Retype all of the entries that appear below, keeping them exactly as they are.

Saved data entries
====================

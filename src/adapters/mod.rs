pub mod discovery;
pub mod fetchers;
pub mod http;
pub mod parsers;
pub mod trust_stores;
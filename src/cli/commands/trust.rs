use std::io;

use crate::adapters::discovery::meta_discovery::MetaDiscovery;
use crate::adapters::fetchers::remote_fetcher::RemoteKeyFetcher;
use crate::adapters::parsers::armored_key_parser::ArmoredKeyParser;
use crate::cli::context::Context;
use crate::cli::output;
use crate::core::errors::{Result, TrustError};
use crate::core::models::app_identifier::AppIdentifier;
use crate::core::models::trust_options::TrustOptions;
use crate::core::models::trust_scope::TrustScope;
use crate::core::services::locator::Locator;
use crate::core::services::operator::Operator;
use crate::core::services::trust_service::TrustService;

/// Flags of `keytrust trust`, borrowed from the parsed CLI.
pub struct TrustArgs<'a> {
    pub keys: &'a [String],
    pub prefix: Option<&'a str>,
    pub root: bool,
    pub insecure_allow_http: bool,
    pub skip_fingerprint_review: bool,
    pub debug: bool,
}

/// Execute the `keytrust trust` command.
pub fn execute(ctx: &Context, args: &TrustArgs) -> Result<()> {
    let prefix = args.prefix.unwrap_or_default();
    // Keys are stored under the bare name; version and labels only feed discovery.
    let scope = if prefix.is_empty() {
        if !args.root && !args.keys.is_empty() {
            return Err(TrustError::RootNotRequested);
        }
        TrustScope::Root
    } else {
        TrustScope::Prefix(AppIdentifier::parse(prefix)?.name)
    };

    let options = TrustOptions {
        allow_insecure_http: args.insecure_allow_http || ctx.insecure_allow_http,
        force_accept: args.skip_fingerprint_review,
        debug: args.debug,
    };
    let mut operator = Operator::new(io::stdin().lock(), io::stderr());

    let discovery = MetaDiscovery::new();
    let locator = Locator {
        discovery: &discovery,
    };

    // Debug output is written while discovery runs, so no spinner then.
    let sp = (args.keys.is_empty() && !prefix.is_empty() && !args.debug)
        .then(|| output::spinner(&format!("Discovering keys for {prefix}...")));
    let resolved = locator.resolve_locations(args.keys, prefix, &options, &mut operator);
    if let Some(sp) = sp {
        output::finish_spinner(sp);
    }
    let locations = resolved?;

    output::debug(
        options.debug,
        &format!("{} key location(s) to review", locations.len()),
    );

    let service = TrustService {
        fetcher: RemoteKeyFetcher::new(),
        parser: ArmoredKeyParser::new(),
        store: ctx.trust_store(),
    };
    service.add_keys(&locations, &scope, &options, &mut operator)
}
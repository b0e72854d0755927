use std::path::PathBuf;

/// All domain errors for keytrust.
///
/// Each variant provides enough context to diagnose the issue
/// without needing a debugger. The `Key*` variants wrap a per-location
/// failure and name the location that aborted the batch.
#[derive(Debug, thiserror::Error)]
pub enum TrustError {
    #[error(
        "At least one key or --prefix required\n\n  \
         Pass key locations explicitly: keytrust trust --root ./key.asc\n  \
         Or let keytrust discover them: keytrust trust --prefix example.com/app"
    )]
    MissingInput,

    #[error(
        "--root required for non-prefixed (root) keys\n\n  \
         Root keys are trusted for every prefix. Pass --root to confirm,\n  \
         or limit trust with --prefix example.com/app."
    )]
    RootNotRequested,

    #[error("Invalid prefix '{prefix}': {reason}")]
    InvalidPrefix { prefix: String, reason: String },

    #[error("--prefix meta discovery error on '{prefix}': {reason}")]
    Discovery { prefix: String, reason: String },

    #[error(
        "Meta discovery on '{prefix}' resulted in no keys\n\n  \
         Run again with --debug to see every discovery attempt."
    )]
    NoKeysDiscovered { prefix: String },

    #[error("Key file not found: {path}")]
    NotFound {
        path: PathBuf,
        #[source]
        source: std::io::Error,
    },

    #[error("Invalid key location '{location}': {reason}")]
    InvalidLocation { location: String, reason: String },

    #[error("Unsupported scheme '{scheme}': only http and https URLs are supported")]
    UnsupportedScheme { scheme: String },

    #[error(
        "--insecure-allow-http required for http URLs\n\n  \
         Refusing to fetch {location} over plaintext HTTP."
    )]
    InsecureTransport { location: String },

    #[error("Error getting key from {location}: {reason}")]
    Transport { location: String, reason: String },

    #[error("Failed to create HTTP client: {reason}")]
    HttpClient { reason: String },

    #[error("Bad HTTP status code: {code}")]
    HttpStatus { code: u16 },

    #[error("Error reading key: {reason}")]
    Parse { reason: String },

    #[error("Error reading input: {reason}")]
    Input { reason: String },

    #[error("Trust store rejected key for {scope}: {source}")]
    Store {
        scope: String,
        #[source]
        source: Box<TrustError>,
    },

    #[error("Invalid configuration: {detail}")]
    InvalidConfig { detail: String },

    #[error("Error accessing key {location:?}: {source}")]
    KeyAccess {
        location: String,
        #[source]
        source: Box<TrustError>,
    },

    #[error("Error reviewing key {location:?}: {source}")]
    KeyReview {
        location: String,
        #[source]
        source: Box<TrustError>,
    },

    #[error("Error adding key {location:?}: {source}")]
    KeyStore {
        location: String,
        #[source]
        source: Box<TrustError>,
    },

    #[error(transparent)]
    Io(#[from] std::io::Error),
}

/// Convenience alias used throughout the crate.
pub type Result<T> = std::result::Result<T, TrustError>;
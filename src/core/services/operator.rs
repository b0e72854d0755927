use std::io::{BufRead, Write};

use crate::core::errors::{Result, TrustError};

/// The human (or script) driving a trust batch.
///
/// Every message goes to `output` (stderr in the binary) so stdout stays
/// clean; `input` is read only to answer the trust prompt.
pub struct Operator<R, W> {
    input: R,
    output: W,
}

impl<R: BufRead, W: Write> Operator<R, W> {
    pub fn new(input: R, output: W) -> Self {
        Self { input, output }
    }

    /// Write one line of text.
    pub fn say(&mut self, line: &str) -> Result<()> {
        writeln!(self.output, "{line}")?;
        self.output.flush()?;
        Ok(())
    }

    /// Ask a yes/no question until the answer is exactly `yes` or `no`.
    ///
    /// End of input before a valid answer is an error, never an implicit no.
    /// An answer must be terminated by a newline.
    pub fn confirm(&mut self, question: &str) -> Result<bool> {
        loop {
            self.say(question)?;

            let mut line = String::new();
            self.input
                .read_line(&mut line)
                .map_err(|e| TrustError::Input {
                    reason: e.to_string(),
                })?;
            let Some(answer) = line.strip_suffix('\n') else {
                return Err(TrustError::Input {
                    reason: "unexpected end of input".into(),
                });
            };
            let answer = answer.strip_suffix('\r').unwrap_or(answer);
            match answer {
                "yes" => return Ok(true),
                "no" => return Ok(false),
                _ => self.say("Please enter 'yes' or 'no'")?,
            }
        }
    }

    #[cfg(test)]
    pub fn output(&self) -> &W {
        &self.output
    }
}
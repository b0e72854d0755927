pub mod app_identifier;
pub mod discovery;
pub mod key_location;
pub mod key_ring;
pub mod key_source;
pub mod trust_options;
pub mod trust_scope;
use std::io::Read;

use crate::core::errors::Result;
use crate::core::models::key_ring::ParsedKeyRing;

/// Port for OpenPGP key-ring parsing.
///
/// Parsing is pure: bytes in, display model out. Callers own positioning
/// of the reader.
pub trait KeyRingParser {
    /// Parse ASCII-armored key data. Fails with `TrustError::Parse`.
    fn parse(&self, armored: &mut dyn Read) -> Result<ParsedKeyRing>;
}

====================

#### Output for this task:
filename src/adapters/mod.rs
pub mod discovery;
pub mod fetchers;
pub mod http;
pub mod parsers;
pub mod trust_stores;
filename src/cli/commands/trust.rs
use std::io;

use crate::adapters::discovery::meta_discovery::MetaDiscovery;
use crate::adapters::fetchers::remote_fetcher::RemoteKeyFetcher;
use crate::adapters::parsers::armored_key_parser::ArmoredKeyParser;
use crate::cli::context::Context;
use crate::cli::output;
use crate::core::errors::{Result, TrustError};
use crate::core::models::app_identifier::AppIdentifier;
use crate::core::models::trust_options::TrustOptions;
use crate::core::models::trust_scope::TrustScope;
use crate::core::services::locator::Locator;
use crate::core::services::operator::Operator;
use crate::core::services::trust_service::TrustService;

/// Flags of `keytrust trust`, borrowed from the parsed CLI.
pub struct TrustArgs<'a> {
    pub keys: &'a [String],
    pub prefix: Option<&'a str>,
    pub root: bool,
    pub insecure_allow_http: bool,
    pub skip_fingerprint_review: bool,
    pub debug: bool,
}

/// Execute the `keytrust trust` command.
pub fn execute(ctx: &Context, args: &TrustArgs) -> Result<()> {
    let prefix = args.prefix.unwrap_or_default();
    // Keys are stored under the bare name; version and labels only feed discovery.
    let scope = if prefix.is_empty() {
        if !args.root && !args.keys.is_empty() {
            return Err(TrustError::RootNotRequested);
        }
        TrustScope::Root
    } else {
        TrustScope::Prefix(AppIdentifier::parse(prefix)?.name)
    };

    let options = TrustOptions {
        allow_insecure_http: args.insecure_allow_http || ctx.insecure_allow_http,
        force_accept: args.skip_fingerprint_review,
        debug: args.debug,
    };
    let mut operator = Operator::new(io::stdin().lock(), io::stderr());

    let discovery = MetaDiscovery::new();
    let locator = Locator {
        discovery: &discovery,
    };

    // Debug output is written while discovery runs, so no spinner then.
    let sp = (args.keys.is_empty() && !prefix.is_empty() && !args.debug)
        .then(|| output::spinner(&format!("Discovering keys for {prefix}...")));
    let resolved = locator.resolve_locations(args.keys, prefix, &options, &mut operator);
    if let Some(sp) = sp {
        output::finish_spinner(sp);
    }
    let locations = resolved?;

    output::debug(
        options.debug,
        &format!("{} key location(s) to review", locations.len()),
    );

    let service = TrustService {
        fetcher: RemoteKeyFetcher::new(),
        parser: ArmoredKeyParser::new(),
        store: ctx.trust_store(),
    };
    service.add_keys(&locations, &scope, &options, &mut operator)
}
repository b0e72854d0755927
use std::path::PathBuf;

/// All domain errors for keytrust.
///
/// Each variant provides enough context to diagnose the issue
/// without needing a debugger. The `Key*` variants wrap a per-location
/// failure and name the location that aborted the batch.
#[derive(Debug, thiserror::Error)]
pub enum TrustError {
    #[error(
        "At least one key or --prefix required\n\n  \
         Pass key locations explicitly: keytrust trust --root ./key.asc\n  \
         Or let keytrust discover them: keytrust trust --prefix example.com/app"
    )]
    MissingInput,

    #[error(
        "--root required for non-prefixed (root) keys\n\n  \
         Root keys are trusted for every prefix. Pass --root to confirm,\n  \
         or limit trust with --prefix example.com/app."
    )]
    RootNotRequested,

    #[error("Invalid prefix '{prefix}': {reason}")]
    InvalidPrefix { prefix: String, reason: String },

    #[error("--prefix meta discovery error on '{prefix}': {reason}")]
    Discovery { prefix: String, reason: String },

    #[error(
        "Meta discovery on '{prefix}' resulted in no keys\n\n  \
         Run again with --debug to see every discovery attempt."
    )]
    NoKeysDiscovered { prefix: String },

    #[error("Key file not found: {path}")]
    NotFound {
        path: PathBuf,
        #[source]
        source: std::io::Error,
    },

    #[error("Invalid key location '{location}': {reason}")]
    InvalidLocation { location: String, reason: String },

    #[error("Unsupported scheme '{scheme}': only http and https URLs are supported")]
    UnsupportedScheme { scheme: String },

    #[error(
        "--insecure-allow-http required for http URLs\n\n  \
         Refusing to fetch {location} over plaintext HTTP."
    )]
    InsecureTransport { location: String },

    #[error("Error getting key from {location}: {reason}")]
    Transport { location: String, reason: String },

    #[error("Failed to create HTTP client: {reason}")]
    HttpClient { reason: String },

    #[error("Bad HTTP status code: {code}")]
    HttpStatus { code: u16 },

    #[error("Error reading key: {reason}")]
    Parse { reason: String },

    #[error("Error reading input: {reason}")]
    Input { reason: String },

    #[error("Trust store rejected key for {scope}: {source}")]
    Store {
        scope: String,
        #[source]
        source: Box<TrustError>,
    },

    #[error("Invalid configuration: {detail}")]
    InvalidConfig { detail: String },

    #[error("Error accessing key {location:?}: {source}")]
    KeyAccess {
        location: String,
        #[source]
        source: Box<TrustError>,
    },

    #[error("Error reviewing key {location:?}: {source}")]
    KeyReview {
        location: String,
        #[source]
        source: Box<TrustError>,
    },

    #[error("Error adding key {location:?}: {source}")]
    KeyStore {
        location: String,
        #[source]
        source: Box<TrustError>,
    },

    #[error(transparent)]
    Io(#[from] std::io::Error),
}

/// Convenience alias used throughout the crate.
pub type Result<T> = std::result::Result<T, TrustError>;
filename src/core/services/operator.rs
repository b0e72854d0755927
use std::io::{BufRead, Write};

use crate::core::errors::{Result, TrustError};

/// The human (or script) driving a trust batch.
///
/// Every message goes to `output` (stderr in the binary) so stdout stays
/// clean; `input` is read only to answer the trust prompt.
pub struct Operator<R, W> {
    input: R,
    output: W,
}

impl<R: BufRead, W: Write> Operator<R, W> {
    pub fn new(input: R, output: W) -> Self {
        Self { input, output }
    }

    /// Write one line of text.
    pub fn say(&mut self, line: &str) -> Result<()> {
        writeln!(self.output, "{line}")?;
        self.output.flush()?;
        Ok(())
    }

    /// Ask a yes/no question until the answer is exactly `yes` or `no`.
    ///
    /// End of input before a valid answer is an error, never an implicit no.
    /// An answer must be terminated by a newline.
    pub fn confirm(&mut self, question: &str) -> Result<bool> {
        loop {
            self.say(question)?;

            let mut line = String::new();
            self.input
                .read_line(&mut line)
                .map_err(|e| TrustError::Input {
                    reason: e.to_string(),
                })?;
            let Some(answer) = line.strip_suffix('\n') else {
                return Err(TrustError::Input {
                    reason: "unexpected end of input".into(),
                });
            };
            let answer = answer.strip_suffix('\r').unwrap_or(answer);
            match answer {
                "yes" => return Ok(true),
                "no" => return Ok(false),
                _ => self.say("Please enter 'yes' or 'no'")?,
            }
        }
    }

    #[cfg(test)]
    pub fn output(&self) -> &W {
        &self.output
    }
}
repository b0e72854d0755927
pub mod app_identifier;
pub mod discovery;
pub mod key_location;
pub mod key_ring;
pub mod key_source;
pub mod trust_options;
pub mod trust_scope;
use std::io::Read;

use crate::core::errors::Result;
use crate::core::models::key_ring::ParsedKeyRing;

/// Port for OpenPGP key-ring parsing.
///
/// Parsing is pure: bytes in, display model out. Callers own positioning
/// of the reader.
pub trait KeyRingParser {
    /// Parse ASCII-armored key data. Fails with `TrustError::Parse`.
    fn parse(&self, armored: &mut dyn Read) -> Result<ParsedKeyRing>;
}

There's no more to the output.